As the condemnees progress from each stage to the next, their entourage grows. Here in the Press-Yard there must be two score men, mostly gaolers with cudgels, but a few constables as well. Jack’s beginning to see blunderbusses. A sort of corridor is formed, tending to funnel them straight to the big cart. The other prisoners clamber up and sit down, using coffin-lids as benches. Jack is directed to his wheelless land-barge, which has a plank to sit on, but no coffin; by the end of the day, a coffin, or indeed any other container, will be quite wasted on him.

Mr. Ketch, who is nothing if not organized, opens one of the several lockers on his supply-wagon, and pulls out several lengths of rope. Each of them has a hangman’s noose in one end. He tosses all but one of them into the big cart, then circles around to the rear where he addresses Jack.

“It’s a fine one, eh?” he exclaims, holding up the noose.

“If you were not wearing a black hood you’d be glowing with pride, Mr. Ketch. But I do not know why.”

“This rope I got from a pirate-captain I hanged last year.”

“He supplied his own rope?”

“Indeed. A hawser, he called it. Look at the thickness of it.”

“He wanted to be sure the rope would not break? That seems very odd to me.”

“No, no, I’ll show you!” And Ketch steps round to Shaftoe’s left side and fits the noose over the latter’s head. The rope is so thick and stiff, the noose so tight, that it can barely close around Shaftoe’s throat. But the knot lodges under his left ear like a great bony fist. “Feel that leverage—now you’ll take my meaning, sir!” Ketch says, pulling up once or twice on the loose end of the rope.
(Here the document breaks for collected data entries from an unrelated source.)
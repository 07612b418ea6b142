//! HTTP client for the hosted GoTrue-style identity service.
//!
//! Thin request/response mapping only. No retries here: transient-failure
//! policy belongs to the session layer so the tests can exercise it against
//! fakes.

use std::time::Duration;

use reqwest::StatusCode;
use secrecy::ExposeSecret;
use serde::Deserialize;
use serde_json::json;
use url::Url;

use armorfloor_core::Email;

use super::{AuthTransportError, Identity, IdentityProvider, NewUser, ProviderSession};
use crate::config::IdentityConfig;

/// Request timeout for all provider calls.
const REQUEST_TIMEOUT: Duration = Duration::from_secs(10);

/// Client for the hosted identity service's REST API.
#[derive(Debug, Clone)]
pub struct GoTrueClient {
    http: reqwest::Client,
    base_url: Url,
    api_key: String,
}

impl GoTrueClient {
    /// Create a new client from the identity configuration.
    ///
    /// # Errors
    ///
    /// Returns an error if the configured base URL cannot be parsed.
    pub fn new(config: &IdentityConfig) -> Result<Self, url::ParseError> {
        let base_url = Url::parse(&config.url)?;
        let http = reqwest::Client::builder()
            .timeout(REQUEST_TIMEOUT)
            .build()
            .unwrap_or_default();

        Ok(Self {
            http,
            base_url,
            api_key: config.api_key.expose_secret().to_owned(),
        })
    }

    fn endpoint(&self, path: &str) -> Result<Url, AuthTransportError> {
        self.base_url
            .join(path)
            .map_err(|e| AuthTransportError::Malformed(format!("bad endpoint {path}: {e}")))
    }

    /// Pull a human-readable message out of a provider error body.
    ///
    /// GoTrue error payloads are inconsistent across endpoints (`msg`,
    /// `message`, `error_description`), so all three are tried.
    async fn provider_error(response: reqwest::Response) -> AuthTransportError {
        let status = response.status().as_u16();
        let message = match response.json::<WireError>().await {
            Ok(body) => body.into_message(),
            Err(_) => "(no error details provided)".to_owned(),
        };
        AuthTransportError::Provider { status, message }
    }
}

#[async_trait::async_trait]
impl IdentityProvider for GoTrueClient {
    async fn get_user(&self, access_token: &str) -> Result<Option<Identity>, AuthTransportError> {
        let url = self.endpoint("auth/v1/user")?;
        let response = self
            .http
            .get(url)
            .header("apikey", &self.api_key)
            .bearer_auth(access_token)
            .send()
            .await?;

        // An expired or revoked token is the normal anonymous case.
        if response.status() == StatusCode::UNAUTHORIZED {
            return Ok(None);
        }
        if !response.status().is_success() {
            return Err(Self::provider_error(response).await);
        }

        let user: WireUser = response
            .json()
            .await
            .map_err(|e| AuthTransportError::Malformed(e.to_string()))?;
        user.into_identity().map(Some)
    }

    async fn sign_in_with_password(
        &self,
        email: &Email,
        password: &str,
    ) -> Result<ProviderSession, AuthTransportError> {
        let mut url = self.endpoint("auth/v1/token")?;
        url.set_query(Some("grant_type=password"));

        let response = self
            .http
            .post(url)
            .header("apikey", &self.api_key)
            .json(&json!({ "email": email.as_str(), "password": password }))
            .send()
            .await?;

        if !response.status().is_success() {
            return Err(Self::provider_error(response).await);
        }

        let session: WireSession = response
            .json()
            .await
            .map_err(|e| AuthTransportError::Malformed(e.to_string()))?;
        session.into_session()
    }

    async fn refresh_session(
        &self,
        refresh_token: &str,
    ) -> Result<ProviderSession, AuthTransportError> {
        let mut url = self.endpoint("auth/v1/token")?;
        url.set_query(Some("grant_type=refresh_token"));

        let response = self
            .http
            .post(url)
            .header("apikey", &self.api_key)
            .json(&json!({ "refresh_token": refresh_token }))
            .send()
            .await?;

        if !response.status().is_success() {
            return Err(Self::provider_error(response).await);
        }

        let session: WireSession = response
            .json()
            .await
            .map_err(|e| AuthTransportError::Malformed(e.to_string()))?;
        session.into_session()
    }

    async fn sign_out(&self, access_token: &str) -> Result<(), AuthTransportError> {
        let url = self.endpoint("auth/v1/logout")?;
        let response = self
            .http
            .post(url)
            .header("apikey", &self.api_key)
            .bearer_auth(access_token)
            .send()
            .await?;

        // 401 on logout means the session is already gone, which is fine.
        if !response.status().is_success() && response.status() != StatusCode::UNAUTHORIZED {
            return Err(Self::provider_error(response).await);
        }

        Ok(())
    }

    async fn sign_up(&self, new_user: NewUser) -> Result<Identity, AuthTransportError> {
        let url = self.endpoint("auth/v1/signup")?;
        let response = self
            .http
            .post(url)
            .header("apikey", &self.api_key)
            .json(&json!({
                "email": new_user.email.as_str(),
                "password": new_user.password,
                "data": {
                    "first_name": new_user.first_name,
                    "last_name": new_user.last_name,
                    "phone": new_user.phone,
                    "role": new_user.role,
                },
            }))
            .send()
            .await?;

        if !response.status().is_success() {
            return Err(Self::provider_error(response).await);
        }

        let user: WireUser = response
            .json()
            .await
            .map_err(|e| AuthTransportError::Malformed(e.to_string()))?;
        user.into_identity()
    }
}

// =============================================================================
// Wire Types
// =============================================================================

/// User payload as returned by the provider.
#[derive(Debug, Deserialize)]
struct WireUser {
    id: String,
    email: String,
}

impl WireUser {
    fn into_identity(self) -> Result<Identity, AuthTransportError> {
        let id = self
            .id
            .parse()
            .map_err(|_| AuthTransportError::Malformed(format!("invalid subject id: {}", self.id)))?;
        let email = Email::parse(&self.email)
            .map_err(|e| AuthTransportError::Malformed(format!("invalid email: {e}")))?;
        Ok(Identity { id, email })
    }
}

/// Token-grant payload as returned by the provider.
#[derive(Debug, Deserialize)]
struct WireSession {
    access_token: String,
    refresh_token: String,
    expires_in: u64,
    user: WireUser,
}

impl WireSession {
    fn into_session(self) -> Result<ProviderSession, AuthTransportError> {
        Ok(ProviderSession {
            access_token: self.access_token,
            refresh_token: self.refresh_token,
            expires_in: self.expires_in,
            user: self.user.into_identity()?,
        })
    }
}

/// Error body shapes the provider emits, depending on endpoint.
#[derive(Debug, Deserialize)]
struct WireError {
    msg: Option<String>,
    message: Option<String>,
    error_description: Option<String>,
}

impl WireError {
    fn into_message(self) -> String {
        self.msg
            .or(self.message)
            .or(self.error_description)
            .unwrap_or_else(|| "(no error details provided)".to_owned())
    }
}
Each time he does, the knot, bearing on the heel of Shaftoe’s skull, crowbars his entire head forward and to one side. “And look at the length of it!” Shaftoe turns to see that Ketch has retreated to a distance of some two fathoms, but still has not run out of rope. “With this I can give you a drop such as few men are afforded, Mr. Shaftoe, very few. By the time you get to the end of this rope you’ll be moving as fast as a cannonball. You’ll be smoking a pipe in Heaven long before I chop off your testicles and shovel your guts out; and the quartering will mean as little to you, as coffin-worms to a dead bishop.”
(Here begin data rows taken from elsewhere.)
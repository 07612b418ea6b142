//! Identity provider client.
//!
//! The portal does not verify passwords or mint sessions itself - that is
//! delegated to a hosted identity service. This module defines the trait the
//! rest of the portal programs against, so the session layer and the tests
//! can swap the real HTTP client for fakes.

mod gotrue;

pub use gotrue::GoTrueClient;

use async_trait::async_trait;
use serde::Serialize;
use thiserror::Error;

use armorfloor_core::{Email, UserId};

/// An authenticated identity as reported by the provider.
#[derive(Debug, Clone, PartialEq, Eq, Serialize)]
pub struct Identity {
    /// Opaque subject id issued by the provider.
    pub id: UserId,
    /// The email the identity was registered with.
    pub email: Email,
}

/// A provider-issued session: token pair plus the identity it belongs to.
///
/// Implements `Debug` manually to redact the tokens.
#[derive(Clone)]
pub struct ProviderSession {
    /// Bearer token for authenticated provider calls.
    pub access_token: String,
    /// Token used to mint a fresh access token.
    pub refresh_token: String,
    /// Access token lifetime in seconds.
    pub expires_in: u64,
    /// The identity this session belongs to.
    pub user: Identity,
}

impl std::fmt::Debug for ProviderSession {
    fn fmt(&self, f: &mut std::fmt::Formatter<'_>) -> std::fmt::Result {
        f.debug_struct("ProviderSession")
            .field("access_token", &"[REDACTED]")
            .field("refresh_token", &"[REDACTED]")
            .field("expires_in", &self.expires_in)
            .field("user", &self.user)
            .finish()
    }
}

/// Registration payload passed through to the provider.
///
/// The profile fields land in the provider's user metadata; the directory row
/// is provisioned from them asynchronously, which is why a fresh account can
/// be authenticated with no role yet.
#[derive(Debug, Clone)]
pub struct NewUser {
    pub email: Email,
    pub password: String,
    pub first_name: String,
    pub last_name: String,
    pub phone: Option<String>,
    pub role: String,
}

/// Errors from the identity provider transport.
///
/// A 401 from the provider is NOT one of these - "no valid session" is the
/// normal anonymous case and surfaces as `Ok(None)` from
/// [`IdentityProvider::get_user`].
#[derive(Debug, Error)]
pub enum AuthTransportError {
    /// The HTTP request itself failed (DNS, connect, timeout).
    #[error("identity provider unreachable: {0}")]
    Http(#[from] reqwest::Error),

    /// The provider answered with a non-success status.
    #[error("identity provider error ({status}): {message}")]
    Provider {
        /// HTTP status code returned by the provider.
        status: u16,
        /// Short provider-supplied message.
        message: String,
    },

    /// The provider answered 2xx but the body did not parse.
    #[error("identity provider returned a malformed response: {0}")]
    Malformed(String),
}

impl AuthTransportError {
    /// Whether this failure came back as a 4xx, i.e. the request was
    /// understood and rejected rather than lost in transit.
    #[must_use]
    pub const fn is_rejection(&self) -> bool {
        matches!(self, Self::Provider { status, .. } if *status < 500)
    }
}

/// The identity provider surface the portal consumes.
///
/// All methods are pure passthroughs to the hosted service; retries and
/// degradation policy live in the session layer, not here.
#[async_trait]
pub trait IdentityProvider: Send + Sync {
    /// Fetch the identity behind an access token.
    ///
    /// Returns `Ok(None)` when the token is missing, expired, or revoked
    /// (the provider's 401) - that is the anonymous case, not an error.
    ///
    /// # Errors
    ///
    /// Returns [`AuthTransportError`] when the provider is unreachable or
    /// answers outside its contract.
    async fn get_user(&self, access_token: &str) -> Result<Option<Identity>, AuthTransportError>;

    /// Verify a password and mint a session.
    ///
    /// # Errors
    ///
    /// Invalid credentials surface as a `Provider` error with a 4xx status;
    /// use [`AuthTransportError::is_rejection`] to tell them from outages.
    async fn sign_in_with_password(
        &self,
        email: &Email,
        password: &str,
    ) -> Result<ProviderSession, AuthTransportError>;

    /// Exchange a refresh token for a fresh session.
    ///
    /// # Errors
    ///
    /// Returns [`AuthTransportError`] on transport failure or if the refresh
    /// token is no longer honored.
    async fn refresh_session(
        &self,
        refresh_token: &str,
    ) -> Result<ProviderSession, AuthTransportError>;

    /// Revoke the session behind an access token.
    ///
    /// # Errors
    ///
    /// Returns [`AuthTransportError`] if the provider could not be reached;
    /// callers treat sign-out as best effort.
    async fn sign_out(&self, access_token: &str) -> Result<(), AuthTransportError>;

    /// Register a new identity.
    ///
    /// # Errors
    ///
    /// Duplicate emails and weak passwords come back as `Provider` errors
    /// with a 4xx status.
    async fn sign_up(&self, new_user: NewUser) -> Result<Identity, AuthTransportError>;
}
“You are a princely fellow, Mr. Ketch, and Betty is fortunate to have you.”

“Mr. Shaftoe,” says Jack Ketch in a lower voice, stepping up very close to him now, and absent-mindedly wrapping the loose rope into a neat coil, “I shan’t have leisure to exchange words with you again, until we are standing beneath the Tree. For I’ve other prisoners to tend to, as you can see, and the journey to Tyburn promises to be, er…”

“Festive?”

“I was going to say ‘eventful,’ not wanting to show disrespect. I’ll be in the cart. We shall not be able to hear each other. Since you’re facing backwards, we shall not be able to
see
each other. Even when we are face to face beneath the Tree, the noise will be such that we’ll not be able to exchange a word, though we scream in each other’s ears. So I say to you now, sir, thank you! Thank you! And know that you shall feel less pain today than a man who bangs his head on a door-frame in a dark room.”
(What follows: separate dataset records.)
//! Public pages and guarded area placeholders.
//!
//! The front end renders these client-side; the server answers JSON. Access
//! control happens entirely in the route guard before any handler here runs,
//! so handlers stay oblivious to roles.

use axum::Json;
use serde_json::{Value, json};

/// Marketing landing page data.
pub async fn home() -> Json<Value> {
    Json(json!({
        "company": "Armorfloor Systems",
        "tagline": "Epoxy floors built for shops that work",
        "cta": "/services",
    }))
}

/// Service catalog for the marketing site.
pub async fn services() -> Json<Value> {
    Json(json!({
        "services": [
            { "slug": "garage-epoxy", "name": "Garage Epoxy Coating" },
            { "slug": "commercial-flake", "name": "Commercial Flake Systems" },
            { "slug": "industrial-urethane", "name": "Industrial Urethane Cement" },
            { "slug": "concrete-polishing", "name": "Concrete Polishing" },
        ],
    }))
}

/// Landing page for wrong-role redirects.
pub async fn unauthorized() -> Json<Value> {
    Json(json!({
        "error": "You do not have access to that area",
    }))
}

/// Admin dashboard shell.
pub async fn admin_home() -> Json<Value> {
    Json(json!({ "area": "admin" }))
}

/// Equipment management screen shell.
pub async fn admin_equipment() -> Json<Value> {
    Json(json!({ "area": "admin", "screen": "equipment" }))
}

/// Sales dashboard shell.
pub async fn sales_home() -> Json<Value> {
    Json(json!({ "area": "sales-dashboard" }))
}

/// Customer portal shell.
pub async fn customer_home() -> Json<Value> {
    Json(json!({ "area": "customer-portal" }))
}

/// Back-office summary numbers.
pub async fn admin_summary() -> Json<Value> {
    Json(json!({ "open_leads": 0, "quotes_pending": 0, "jobs_scheduled": 0 }))
}

/// Sales pipeline snapshot.
pub async fn sales_pipeline() -> Json<Value> {
    Json(json!({ "stages": ["new", "quoted", "scheduled", "complete"] }))
}

/// The signed-in customer's projects.
pub async fn customer_projects() -> Json<Value> {
    Json(json!({ "projects": [] }))
}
“In the way of pain, I ask for nothing more nor less than what I deserve,” says Shaftoe, “and I shall entrust you, Mr. Ketch, with that determination.”

“And I shall prove worthy of that trust sir! Farewell!” says Jack Ketch.
He turns his back on Shaftoe as if he’s afraid he might cry again. He straightens his back, works on his composure, smooths down his hood, and steps up into the cart, where he has other clients waiting.